Contrived Clueless Command Line Data Crunching

Remember the assignment Command Line Earthquake Magnitude Frequency Count? Here’s that same exercise, repeated 12 times across 12 different datasets.

I won’t even bother to explain the context or provenance of the datasets. But if you like context, I include links to where the landing pages of the data that offer some documentation. Whatever helps you get from the starting point of the raw data to the expected output.

These exercises are called “contrived” because I don’t assume that you can do “real” programming yet – because we haven’t really learned programming – and are limited to the “crude” but powerful command-line tools of ack, sort, etc. When we get into programming with Python, knowing the limitations of the powerful command-line tools will help you appreciate the additional flexibility and power that “real” programming provides.

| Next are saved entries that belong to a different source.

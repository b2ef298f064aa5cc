//! A store fake for the unit tests: a set of paths that exist, everything
//! else fails to ensure. Records which paths were ensured.

use anyhow::{Result, bail};
use kiln_core::hash::{self, PATH_DIGEST_LEN};
use kiln_core::store::{EvalStore, StorePath};
use std::cell::RefCell;
use std::collections::BTreeSet;

pub const TEST_STORE_DIR: &str = "/kiln/store";

#[derive(Default)]
pub struct TestStore {
    valid: BTreeSet<StorePath>,
    ensured: RefCell<Vec<StorePath>>,
}

impl TestStore {
    pub fn new() -> Self {
        Self::default()
    }

    pub fn with_paths(names: &[&str]) -> Self {
        Self {
            valid: names.iter().map(|name| Self::path(name)).collect(),
            ensured: RefCell::new(Vec::new()),
        }
    }

    /// a store path whose hash part is derived from the name alone
    pub fn path(name: &str) -> StorePath {
        let mut digest = [0; PATH_DIGEST_LEN];
        for (i, b) in name.bytes().enumerate() {
            digest[i % PATH_DIGEST_LEN] ^= b;
        }
        StorePath::from_base(&format!("{}-{name}", hash::base32(&digest))).unwrap()
    }

    /// the printed form of [`TestStore::path`]
    pub fn printed(name: &str) -> String {
        format!("{TEST_STORE_DIR}/{}", Self::path(name))
    }

    pub fn ensured(&self) -> Vec<StorePath> {
        self.ensured.borrow().clone()
    }
}

impl EvalStore for TestStore {
    fn store_dir(&self) -> &str {
        TEST_STORE_DIR
    }

    fn ensure_path(&self, path: &StorePath) -> Result<()> {
        self.ensured.borrow_mut().push(path.clone());
        if self.valid.contains(path) {
            Ok(())
        } else {
            bail!(
                "path '{}' is not valid and cannot be realized",
                self.print_store_path(path)
            )
        }
    }
}
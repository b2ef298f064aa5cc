use log::{Level, Log, Metadata, Record};

/// Console logger of the `kiln` binary: one `kiln <level>: ...` line per
/// record, warnings and errors to stderr, the rest to stdout. The level
/// cut-off is whatever `main` set as the max level from `--verbose`.
pub struct Logger;

impl Logger {
    fn render(record: &Record) -> String {
        format!(
            "kiln {}: {}",
            record.level().as_str().to_lowercase(),
            record.args()
        )
    }
}

impl Log for Logger {
    fn enabled(&self, metadata: &Metadata) -> bool {
        metadata.level() <= log::max_level()
    }

    fn log(&self, record: &Record) {
        if self.enabled(record.metadata()) {
            let line = Self::render(record);
            if record.level() <= Level::Warn {
                eprintln!("{line}");
            } else {
                println!("{line}");
            }
        }
    }

    fn flush(&self) {}
}
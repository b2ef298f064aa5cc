use anyhow::{Result, bail};
use std::{
    ffi::CString,
    mem,
    os::unix::ffi::OsStrExt,
    path::{Path, PathBuf},
};

/// An exclusive file lock over a `.lock` file next to the path it guards.
///
/// A departing holder writes a byte into the lock file right before
/// unlinking it, so a waiter that acquired the flock on the old inode can
/// tell the file is stale and must be reopened.
pub struct PathLock {
    fd: libc::c_int,
    path: CString,
}

impl PathLock {
    /// take the lock, blocking until the current holder releases it
    pub fn exclusive<P>(p: P) -> Result<Self>
    where
        P: AsRef<Path>,
    {
        let p = p.as_ref();
        loop {
            let (fd, path) = PathLock::open_lock(p)?;
            if unsafe { libc::flock(fd, libc::LOCK_EX) } != 0 {
                unsafe { libc::close(fd) };
                bail!("could not lock file {:?}", p)
            }
            let mut stat = mem::MaybeUninit::<libc::stat>::uninit();
            if unsafe { libc::fstat(fd, stat.as_mut_ptr()) } != 0 {
                unsafe { libc::close(fd) };
                bail!("could not fstat lock file {:?}", p)
            }
            let stat = unsafe { stat.assume_init() };
            if stat.st_size != 0 {
                // stale lock, the holder unlinked it while we waited
                unsafe { libc::close(fd) };
                continue;
            }
            return Ok(PathLock { fd, path });
        }
    }

    fn open_lock<P>(p: P) -> Result<(libc::c_int, CString)>
    where
        P: AsRef<Path>,
    {
        let p = p.as_ref();
        let raw_path = p.as_os_str().as_bytes();
        let path = CString::new(raw_path)?;
        let fd = unsafe {
            libc::open(
                path.as_ptr(),
                libc::O_CLOEXEC | libc::O_RDWR | libc::O_CREAT,
                0o666,
            )
        };
        if fd < 0 {
            bail!("could not open lock file {:?}", p)
        }
        Ok((fd, path))
    }

    #[allow(clippy::unused_self)]
    #[inline]
    /// unlocks by running the destructor
    pub fn unlock(self) {}

    fn unlock_ref(&self) {
        unsafe {
            libc::unlink(self.path.as_ptr());
            libc::write(self.fd, b" ".as_ptr().cast::<libc::c_void>(), 1);
            libc::close(self.fd);
        }
    }
}

impl Drop for PathLock {
    fn drop(&mut self) {
        self.unlock_ref();
    }
}

pub fn add_lock_ext<P>(path: P) -> PathBuf
where
    P: AsRef<Path>,
{
    let mut os_str = path.as_ref().as_os_str().to_os_string();
    os_str.push(".lock");
    os_str.into()
}
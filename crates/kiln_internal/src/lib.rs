//! Aggregation crate re-exported by the root `kiln` package.

pub use kiln_core as core;
pub use kiln_eval as eval;
pub use kiln_store as store;
use crate::api::Store;
use anyhow::Result;
use kiln_core::store::{EvalStore, StorePath};
use tokio::runtime::Handle;
use tokio::task;

/// Adapter that lets the synchronous evaluator call an async store.
///
/// Ensuring a path blocks the calling evaluation thread until the store
/// is done, which is exactly the contract the primitives expect. Needs a
/// multi thread runtime, `block_in_place` panics on the current thread
/// flavor.
pub struct BlockingStore<S> {
    store: S,
    handle: Handle,
}

impl<S> BlockingStore<S>
where
    S: Store,
{
    pub fn new(store: S, handle: Handle) -> Self {
        Self { store, handle }
    }

    /// bridge onto the runtime of the calling task
    pub fn current(store: S) -> Self {
        Self::new(store, Handle::current())
    }

    pub fn inner(&self) -> &S {
        &self.store
    }

    pub fn into_inner(self) -> S {
        self.store
    }
}

impl<S> EvalStore for BlockingStore<S>
where
    S: Store,
{
    fn store_dir(&self) -> &str {
        self.store.store_dir()
    }

    fn ensure_path(&self, path: &StorePath) -> Result<()> {
        task::block_in_place(|| self.handle.block_on(self.store.ensure_path(path)))
    }
}
pub mod builtins;
pub mod error;
pub mod eval;
pub mod pos;
pub mod value;

pub use error::EvalError;
pub use eval::Evaluator;
pub use pos::Pos;
pub use value::{Attrs, KilnString, Value};

#[cfg(test)]
pub(crate) mod testing;
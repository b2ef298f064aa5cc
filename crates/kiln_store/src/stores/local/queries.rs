use super::LocalStore;
use crate::types::{ID, StoreObj};
use anyhow::Result;
use kiln_core::store::StorePath;
use sqlx::Row;

// paths are stored in their base form, the store directory stays out of
// the database
impl LocalStore {
    pub(super) async fn valid(&self, path: &StorePath) -> Result<bool> {
        Ok(sqlx::query("SELECT id FROM store_obj WHERE path = ?")
            .bind(path.to_string())
            .fetch_optional(&self.db)
            .await?
            .is_some())
    }

    pub(super) async fn is_store_obj(
        tx: &mut sqlx::SqliteTransaction<'static>,
        path: &StorePath,
    ) -> Result<bool> {
        Ok(sqlx::query("SELECT id FROM store_obj WHERE path = ?")
            .bind(path.to_string())
            .fetch_optional(&mut **tx)
            .await?
            .is_some())
    }

    pub(super) async fn get_store_obj_id(
        tx: &mut sqlx::SqliteTransaction<'static>,
        path: &StorePath,
    ) -> Result<Option<ID>> {
        let id: Option<(ID,)> = sqlx::query_as("SELECT id FROM store_obj WHERE path = ?")
            .bind(path.to_string())
            .fetch_optional(&mut **tx)
            .await?;
        Ok(id.map(|id| id.0))
    }

    pub(super) async fn add_store_obj(
        tx: &mut sqlx::SqliteTransaction<'static>,
        obj: &StoreObj,
    ) -> Result<ID> {
        let (id, ..): (ID,) =
            sqlx::query_as("INSERT INTO store_obj (path, hash) VALUES (?, ?) RETURNING id")
                .bind(obj.path.to_string())
                .bind(obj.hash.base64_with_algo())
                .fetch_one(&mut **tx)
                .await?;
        Ok(id)
    }

    pub(super) async fn update_store_obj(
        tx: &mut sqlx::SqliteTransaction<'static>,
        obj: &StoreObj,
    ) -> Result<ID> {
        let (id, ..): (ID,) =
            sqlx::query_as("UPDATE store_obj SET hash = ? WHERE path = ? RETURNING id")
                .bind(obj.hash.base64_with_algo())
                .bind(obj.path.to_string())
                .fetch_one(&mut **tx)
                .await?;
        Ok(id)
    }

    pub(super) async fn add_ref(
        tx: &mut sqlx::SqliteTransaction<'static>,
        referrer: ID,
        references: ID,
    ) -> Result<()> {
        sqlx::query("INSERT OR REPLACE INTO ref (referrer, reference) VALUES (?, ?)")
            .bind(referrer)
            .bind(references)
            .execute(&mut **tx)
            .await?;
        Ok(())
    }

    pub(super) async fn get_references(&self, path: &StorePath) -> Result<Vec<StorePath>> {
        let rows = sqlx::query(
            r#"
            SELECT o.path
            FROM store_obj o
            JOIN ref r ON r.reference = o.id
            JOIN store_obj referrer ON referrer.id = r.referrer
            WHERE referrer.path = ?
            ORDER BY o.path
            "#,
        )
        .bind(path.to_string())
        .fetch_all(&self.db)
        .await?;
        rows.into_iter()
            .map(|row| Ok(StorePath::from_base(row.get(0))?))
            .collect()
    }
}
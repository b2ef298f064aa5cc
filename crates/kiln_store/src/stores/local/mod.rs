mod queries;

use crate::api::{Opt, Store};
use crate::hash::{hash_file, make_path};
use crate::os::lock::{PathLock, add_lock_ext};
use crate::types::StoreObj;
use anyhow::{Result, bail};
use kiln_core::store::config::CONFIG;
use kiln_core::store::{StorePath, is_valid_name};
use log::info;
use sqlx::SqlitePool;
use std::fs::Permissions;
use std::os::unix::fs::PermissionsExt;
use std::path::Path;
use tokio::fs;

pub struct LocalStoreConfig {
    pub store_dir: String,
    pub state_dir: String,
}

impl LocalStoreConfig {
    pub fn new(store_dir: &str, state_dir: &str) -> Self {
        Self {
            store_dir: store_dir.to_string(),
            state_dir: state_dir.to_string(),
        }
    }

    pub fn db_dir(&self) -> String {
        format!("{}/db", self.state_dir)
    }

    pub fn db_path(&self) -> String {
        format!("{}/sqlite.db", self.db_dir())
    }
}

impl Default for LocalStoreConfig {
    fn default() -> Self {
        Self::new(&CONFIG.store_dir, &CONFIG.state_dir)
    }
}

/// A store rooted in a local directory, with validity and reference
/// edges kept in a sqlite database under the state directory.
pub struct LocalStore {
    config: LocalStoreConfig,
    db: SqlitePool,
}

impl LocalStore {
    pub async fn open(config: LocalStoreConfig) -> Result<Self> {
        fs::create_dir_all(&config.store_dir).await?;
        fs::create_dir_all(config.db_dir()).await?;
        let db = SqlitePool::connect(&format!("sqlite://{}?mode=rwc", config.db_path())).await?;
        sqlx::migrate!().run(&db).await?;
        Ok(Self { config, db })
    }
}

impl Store for LocalStore {
    fn store_dir(&self) -> &str {
        &self.config.store_dir
    }

    async fn add_to_store<P>(&self, p: P, opt: Opt) -> Result<StorePath>
    where
        P: AsRef<Path>,
    {
        if !is_valid_name(&opt.name) {
            bail!("invalid store object name: {}", opt.name);
        }
        let hash = hash_file(&p, opt.algo).await?;
        let path = make_path(&hash, &opt.name);
        if !self.valid(&path).await? {
            info!("add to store: {path}");
            let full_path = self.print_store_path(&path);
            let lock = PathLock::exclusive(add_lock_ext(&full_path))?;
            // another process may have added the path while we waited
            if !self.valid(&path).await? {
                self.copy_path(p.as_ref(), full_path.as_ref()).await?;
                self.register_store_obj(
                    StoreObj {
                        path: path.clone(),
                        hash,
                    },
                    opt.refs,
                )
                .await?;
            }
            lock.unlock();
        }
        Ok(path)
    }

    async fn is_valid_path(&self, path: &StorePath) -> Result<bool> {
        self.valid(path).await
    }

    // the local store has no way to produce a path it does not have
    async fn ensure_path(&self, path: &StorePath) -> Result<()> {
        if self.valid(path).await? {
            Ok(())
        } else {
            bail!(
                "path '{}' is not valid and cannot be realized by a local store",
                self.print_store_path(path)
            )
        }
    }

    async fn references(&self, path: &StorePath) -> Result<Vec<StorePath>> {
        if !self.valid(path).await? {
            bail!("path '{}' is not valid", self.print_store_path(path));
        }
        self.get_references(path).await
    }
}

impl LocalStore {
    async fn copy_path(&self, src: &Path, dst: &Path) -> Result<()> {
        let metadata = fs::metadata(&src).await?;
        if !metadata.is_file() {
            bail!("cannot add '{}' to the store: not a regular file", src.display());
        }
        // a leftover from an interrupted add is overwritten under the lock
        if fs::try_exists(dst).await? {
            fs::set_permissions(dst, Permissions::from_mode(0o644)).await?;
            fs::remove_file(dst).await?;
        }
        fs::copy(&src, &dst).await?;
        // store objects are immutable once registered
        fs::set_permissions(dst, Permissions::from_mode(0o444)).await?;
        Ok(())
    }

    async fn register_store_obj(&self, obj: StoreObj, refs: Vec<StorePath>) -> Result<()> {
        let mut tx = self.db.begin().await?;
        let referrer = if Self::is_store_obj(&mut tx, &obj.path).await? {
            Self::update_store_obj(&mut tx, &obj).await?
        } else {
            Self::add_store_obj(&mut tx, &obj).await?
        };
        for r in refs {
            let Some(references) = Self::get_store_obj_id(&mut tx, &r).await? else {
                bail!(
                    "cannot register '{}': reference '{r}' is not a valid path",
                    obj.path
                );
            };
            Self::add_ref(&mut tx, referrer, references).await?;
        }
        tx.commit().await?;
        Ok(())
    }
}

This homework is not just more practice, but a way to give you first-hand insight into how the hard work of programming is to get something to work just once.

But once you’ve got something working, applying that solution to 10 or even 100,000 similar problems requires superficial effort. Even if the previous assignment took you 4 hours, that does not mean this one will take you 48 hours.

Understanding the exponential effect of programming is key to understanding how to apply it to journalism and to do scalable work in journalism.

Rubric

Due date:
1:00 PM, 2017-01-24
Points Metric
1 Having a correct subject headline of compciv-2017::your_sunet_id::cccldc
1 Your email contains 12 attachments, named 1.sh through 12.sh for each of the exercises
10 Your scripts produce the expected output

Delivery format

Send an email to dun@stanford.edu with the subject:

compciv-2017::your_sunet_id::cccldc

Where your_sunet_id is your Stanford student ID, all-lowercase.

The email should include 12 attachments, e.g. 1.sh for exercise 1, and so forth.

The body of the email should read:

please make it stop

Our dev server

It’s highly recommended that you use the dev.thrill.haus server that I’ve set up (and, hopefully, emailed you with a login and password). It has the exact software needed to do the exercises, including csvkit and ack.

The McClatchy Lab computers will work. The Stanford shared computing may or may not – it’s not even worth trying.

If you do the homework on dev.thrill.haus, move your answers to the public folder. Every file in that directory is accessible to the web at:

http://dev.thrill.haus/your_username/thatfilename.sh

I highly recommend using mutt to email the files to me. The problem, of course, is that to use mutt, you need to run mutt from cardinal.stanford.edu. No problem:

  1. Do your work on dev.thrill.haus

  2. Put all your answer files in your public/ directory.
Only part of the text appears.